3月9日の衆議院国土交通委員会において、大畠国交大臣が八ッ場ダムの事業費が増額になった場合は増額分を国が負担する考えを示唆しました。
八ッ場ダムの事業費増額の要因は、杜撰なダム計画にあります。八ッ場ダムの事業費は、2004年に当初の2,100億円から4,600億円に上げられましたが、それでも到底ダム完成には足りないことを市民団体などが指摘してきました。2008年にダムの工期が2010年度から2015年度に延長されましたが、それでも国交省は事業費は4,600億円でおさまると主張してきました。

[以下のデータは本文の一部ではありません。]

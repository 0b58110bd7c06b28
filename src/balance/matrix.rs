use crate::core::member::MemberId;
use crate::core::money::Money;
use serde::{Deserialize, Serialize};
use std::collections::{BTreeMap, BTreeSet};

/// A nonzero net balance between two members.
///
/// `amount` is always positive: `debtor` owes `creditor` that much after
/// folding the whole surviving history.
#[derive(Debug, Clone, PartialEq, Eq, Serialize, Deserialize)]
pub struct Balance {
    pub creditor: MemberId,
    pub debtor: MemberId,
    pub amount: Money,
}

/// Pairwise net balances for one group.
///
/// Tracks `net(creditor, debtor)` for every ordered member pair, with
/// antisymmetry maintained by construction: every debt write updates both
/// directions, so `net(a, b) == -net(b, a)` always holds and the sum of
/// all scalar positions is exactly zero.
///
/// A positive scalar position means the member is owed money overall; a
/// negative one means they owe.
#[derive(Debug, Clone, Default, PartialEq, Serialize, Deserialize)]
pub struct BalanceMatrix {
    /// (creditor, debtor) -> net amount the debtor owes the creditor.
    #[serde(with = "net_serde")]
    net: BTreeMap<(MemberId, MemberId), Money>,
}

mod net_serde {
    use super::*;
    use serde::de::{self, MapAccess, Visitor};
    use serde::ser::SerializeMap;

    pub fn serialize<S: serde::Serializer>(
        net: &BTreeMap<(MemberId, MemberId), Money>,
        serializer: S,
    ) -> Result<S::Ok, S::Error> {
        let mut map = serializer.serialize_map(Some(net.len()))?;
        for ((creditor, debtor), amount) in net {
            map.serialize_entry(&format!("{}:{}", creditor, debtor), amount)?;
        }
        map.end()
    }

    pub fn deserialize<'de, D: serde::Deserializer<'de>>(
        deserializer: D,
    ) -> Result<BTreeMap<(MemberId, MemberId), Money>, D::Error> {
        struct V;
        impl<'de> Visitor<'de> for V {
            type Value = BTreeMap<(MemberId, MemberId), Money>;
            fn expecting(&self, f: &mut std::fmt::Formatter) -> std::fmt::Result {
                f.write_str("a map with \"creditor:debtor\" keys")
            }
            fn visit_map<M: MapAccess<'de>>(self, mut access: M) -> Result<Self::Value, M::Error> {
                let mut map = BTreeMap::new();
                while let Some((key, value)) = access.next_entry::<String, Money>()? {
                    let (creditor, debtor) = key
                        .split_once(':')
                        .ok_or_else(|| de::Error::custom(format!("invalid key: {key}")))?;
                    map.insert((MemberId::new(creditor), MemberId::new(debtor)), value);
                }
                Ok(map)
            }
        }
        deserializer.deserialize_map(V)
    }
}

impl BalanceMatrix {
    pub fn new() -> Self {
        Self::default()
    }

    /// Record that `debtor` owes `creditor` an additional `amount`.
    pub fn add_debt(&mut self, creditor: &MemberId, debtor: &MemberId, amount: Money) {
        if creditor == debtor || amount.is_zero() {
            return;
        }
        *self
            .net
            .entry((creditor.clone(), debtor.clone()))
            .or_default() += amount;
        *self
            .net
            .entry((debtor.clone(), creditor.clone()))
            .or_default() -= amount;
    }

    /// Net amount `b` owes `a`. Negative means `a` owes `b`.
    pub fn net_between(&self, a: &MemberId, b: &MemberId) -> Money {
        self.net
            .get(&(a.clone(), b.clone()))
            .copied()
            .unwrap_or(Money::ZERO)
    }

    /// Scalar net position of one member: positive = net creditor.
    pub fn position(&self, member: &MemberId) -> Money {
        self.net
            .iter()
            .filter(|((a, _), _)| a == member)
            .map(|(_, amount)| *amount)
            .sum()
    }

    /// Scalar net positions of every member seen in the matrix.
    pub fn positions(&self) -> BTreeMap<MemberId, Money> {
        let mut positions: BTreeMap<MemberId, Money> = BTreeMap::new();
        for ((a, _), amount) in &self.net {
            *positions.entry(a.clone()).or_default() += *amount;
        }
        positions
    }

    /// All members appearing in the matrix.
    pub fn members(&self) -> BTreeSet<MemberId> {
        self.net.keys().map(|(a, _)| a.clone()).collect()
    }

    /// All pairs with a nonzero net amount, one entry per unordered pair,
    /// in deterministic (creditor, debtor) order.
    pub fn pair_balances(&self) -> Vec<Balance> {
        self.net
            .iter()
            .filter(|(_, amount)| amount.is_positive())
            .map(|((creditor, debtor), amount)| Balance {
                creditor: creditor.clone(),
                debtor: debtor.clone(),
                amount: *amount,
            })
            .collect()
    }

    /// Whether scalar positions sum to exactly zero. True for any matrix
    /// built through `add_debt`; false only for hand-assembled input.
    pub fn is_balanced(&self) -> bool {
        let sum: Money = self.positions().values().sum();
        sum.is_zero()
    }

    /// Total amount owed across all debtor positions — what actually needs
    /// to move for the group to settle.
    pub fn total_outstanding(&self) -> Money {
        self.positions()
            .values()
            .filter(|p| p.is_positive())
            .sum()
    }
}

#[cfg(test)]
mod tests {
    use super::*;

    fn member(id: &str) -> MemberId {
        MemberId::new(id)
    }

    #[test]
    fn test_debt_is_antisymmetric() {
        let mut matrix = BalanceMatrix::new();
        matrix.add_debt(&member("alice"), &member("bob"), Money::from_minor(3000));

        assert_eq!(
            matrix.net_between(&member("alice"), &member("bob")),
            Money::from_minor(3000)
        );
        assert_eq!(
            matrix.net_between(&member("bob"), &member("alice")),
            Money::from_minor(-3000)
        );
    }

    #[test]
    fn test_opposing_debts_cancel() {
        let mut matrix = BalanceMatrix::new();
        matrix.add_debt(&member("alice"), &member("bob"), Money::from_minor(100));
        matrix.add_debt(&member("bob"), &member("alice"), Money::from_minor(60));

        assert_eq!(
            matrix.net_between(&member("alice"), &member("bob")),
            Money::from_minor(40)
        );
        assert_eq!(matrix.pair_balances().len(), 1);
    }

    #[test]
    fn test_positions_sum_to_zero() {
        let mut matrix = BalanceMatrix::new();
        matrix.add_debt(&member("alice"), &member("bob"), Money::from_minor(100));
        matrix.add_debt(&member("bob"), &member("carol"), Money::from_minor(250));
        matrix.add_debt(&member("carol"), &member("alice"), Money::from_minor(30));

        let sum: Money = matrix.positions().values().sum();
        assert_eq!(sum, Money::ZERO);
        assert!(matrix.is_balanced());
    }

    #[test]
    fn test_self_debt_is_ignored() {
        let mut matrix = BalanceMatrix::new();
        matrix.add_debt(&member("alice"), &member("alice"), Money::from_minor(100));
        assert!(matrix.pair_balances().is_empty());
    }

    #[test]
    fn test_circular_debt_zeroes_positions() {
        let mut matrix = BalanceMatrix::new();
        matrix.add_debt(&member("a"), &member("b"), Money::from_minor(100));
        matrix.add_debt(&member("b"), &member("c"), Money::from_minor(100));
        matrix.add_debt(&member("c"), &member("a"), Money::from_minor(100));

        for m in ["a", "b", "c"] {
            assert_eq!(matrix.position(&member(m)), Money::ZERO);
        }
        assert_eq!(matrix.total_outstanding(), Money::ZERO);
        // Pairwise balances remain even though scalar positions are flat.
        assert_eq!(matrix.pair_balances().len(), 3);
    }

    #[test]
    fn test_pair_balances_order_is_deterministic() {
        let mut matrix = BalanceMatrix::new();
        matrix.add_debt(&member("carol"), &member("bob"), Money::from_minor(10));
        matrix.add_debt(&member("alice"), &member("dave"), Money::from_minor(20));

        let pairs = matrix.pair_balances();
        assert_eq!(pairs[0].creditor, member("alice"));
        assert_eq!(pairs[1].creditor, member("carol"));
    }
}
//! Simplification of net balances into a minimal transfer plan.

pub mod plan;
pub mod simplifier;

現在、八ッ場ダム事業は継続していますが、凍結しているダム本体工事に着工するかどうかの検証作業を行っています。この検証作業は主体がダム事業を推進してきた国交省関東地方整備局が自ら行うもので、検証の客観性は期待できませんが、それはさておき、残事業費がどの程度になるかが大きな焦点となっています。
八ッ場ダム推進を強く主張する関係都県は、ダム事業費が増額になれば、各都県議会の承認を得なければなりませんが、各都県ともこれ以上の計画変更は認められないとの立場です。これはダム利権を守る目的で進められてきた八ッ場ダム事業への批判が各都県で強いためです。
事業費の再増額は工期の再々延長と共に八ッ場ダム事業の矛盾を示すものであり、これまでの国交省による関係都県への説明に反し、八ッ場ダムの関連事業は難航していることを示すものですが、ダム推進を主張する関係都県にすれば、事業費増額の負担を国が肩代わりしてくれれば、ダム推進の主張を続けることができます。
国交省河川局、関係都県が連携して民主党政権を追い詰めている状況が読み取れますが、東北関東大震災という古今未曾有の国難の中、必要性がないどころか災害の危険性のある八ッ場ダム事業への国の支出を増やすなど、到底国民の支持を得られないことです。
◆2011年3月10日 上毛新聞一面より転載
-八ッ場ダム 再開で増額の事業費 国交相が国負担示唆―
八ッ場ダム問題に関連し、大畠章宏国交相は9日、ダムの建設を再開した場合に増額が見込まれる事業費について「一切の予断を持たずに(建設の是非に関し)検証を進めているが、国は責任ある立場で適切に対処しなければならない」と述べ、国が負担する可能性を示唆した。衆院国土交通委員会で小渕優子氏(自民)の質問に答えた。
国交省はこれまで、ダム建設の中止を解除して建設が継続された場合、工期の延長に伴う人件費などでコストが約55億円増えるとの試算を公表。本県を含むダム流域の6都県は「検証に伴う遅延は国の責任」などと増額分の支払いを拒否する考えを示している。
大畠国交相は答弁で「一つの結論に基づいた場合の推論はこの場で申し上げることはできない」とした上で、「国は責任ある立場から、結論に従って適切に対処しなければならないのではないか」と6都県の主張に一定の理解を示した。